If you have a PGP keypair that is already imported in pEp for iOS and you want to define the key as default key for an account, do the following:

  • Go to settings (press the small p≡p icon on the bottom right) and select “PGP Key Import” and select “Set Own Key”.

  • In the Email field, enter the email address of the key you want to use. In the field Fingerprint, add the fingerprint (capitalised and without spaces, e.g. “0A1C152BEB03EC3CE7D9125D293FA3243FCE31E6”). Then, press “Set Own Key”.

If you don’t get any error message, your key is now set as default key for the address.

Unsecure reply warning

This option will warn you when a formerly encrypted message would be sent unencrypted by replying or forwarding. This option is enabled by default.

Protect Message Subject

When sending messages between p≡p users, the subject is always encrypted (in transport). However, when “Protect message subject” is disabled, p≡p will decrypt the subject of messages stored in the mailbox and save the subject unencrypted.

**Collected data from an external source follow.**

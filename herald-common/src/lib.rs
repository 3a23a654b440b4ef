pub mod ids;
pub mod priority;
pub mod status;

pub use ids::{CampaignId, JobId, RecipientId, SmtpConfigId, TestId, VariantId};
pub use priority::JobPriority;
pub use status::{CampaignStatus, RecipientStatus};

/// Broadcast value used to coordinate graceful shutdown across services.
#[derive(Debug, Clone, Copy)]
pub enum Signal {
    Shutdown,
}

/// Seconds since the Unix epoch.
#[must_use]
pub fn unix_now() -> u64 {
    std::time::SystemTime::now()
        .duration_since(std::time::UNIX_EPOCH)
        .unwrap_or_default()
        .as_secs()
}
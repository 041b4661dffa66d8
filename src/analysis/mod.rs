/// Cross-cutting analysis helpers for the LPR core.
///
/// Submodules:
/// - `groupings` — organizes flat read lists into per-vehicle timelines and
///   applies the minimum-passes filter of the recurring-vehicle view.
///
/// The heavier analyses (pass consolidation, speed anomalies) live in their
/// own top-level modules and build on these helpers.

pub mod groupings;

Further, when “Protected message subject” is disabled, the subject of messages sent to PGP users will not be encrypted at all.

For more details see Protect message subject.

Passive mode

By default p≡p for iOS attaches your public key to every outgoing email. When passive mode is enabled, p≡p doesn’t attach a public key to outgoing messages unless the communication partner uses p≡p. If you already have a public key from your communication partner, p≡p will encrypt your emails by default.

For more details see Passive Mode.

p≡p Sync

If p≡p Sync is enabled, p≡p will check if other devices are using p≡p with the same email account and try to build a device group. p≡p Sync ensures that all messages can be decrypted on all your devices with p≡p.

For more details see p≡p Sync.

Contacts

Reset

Reset allows you to reset the known information related to trust and encryption of a contact. If your communication partner cannot read your messages anymore, go to Reset, press on the contact and select “Reset this Identity”.

For more details see Reset.

Settings - Enterprise Features

Extra Keys

This option shows which Extra keys are used for outgoing email encryption.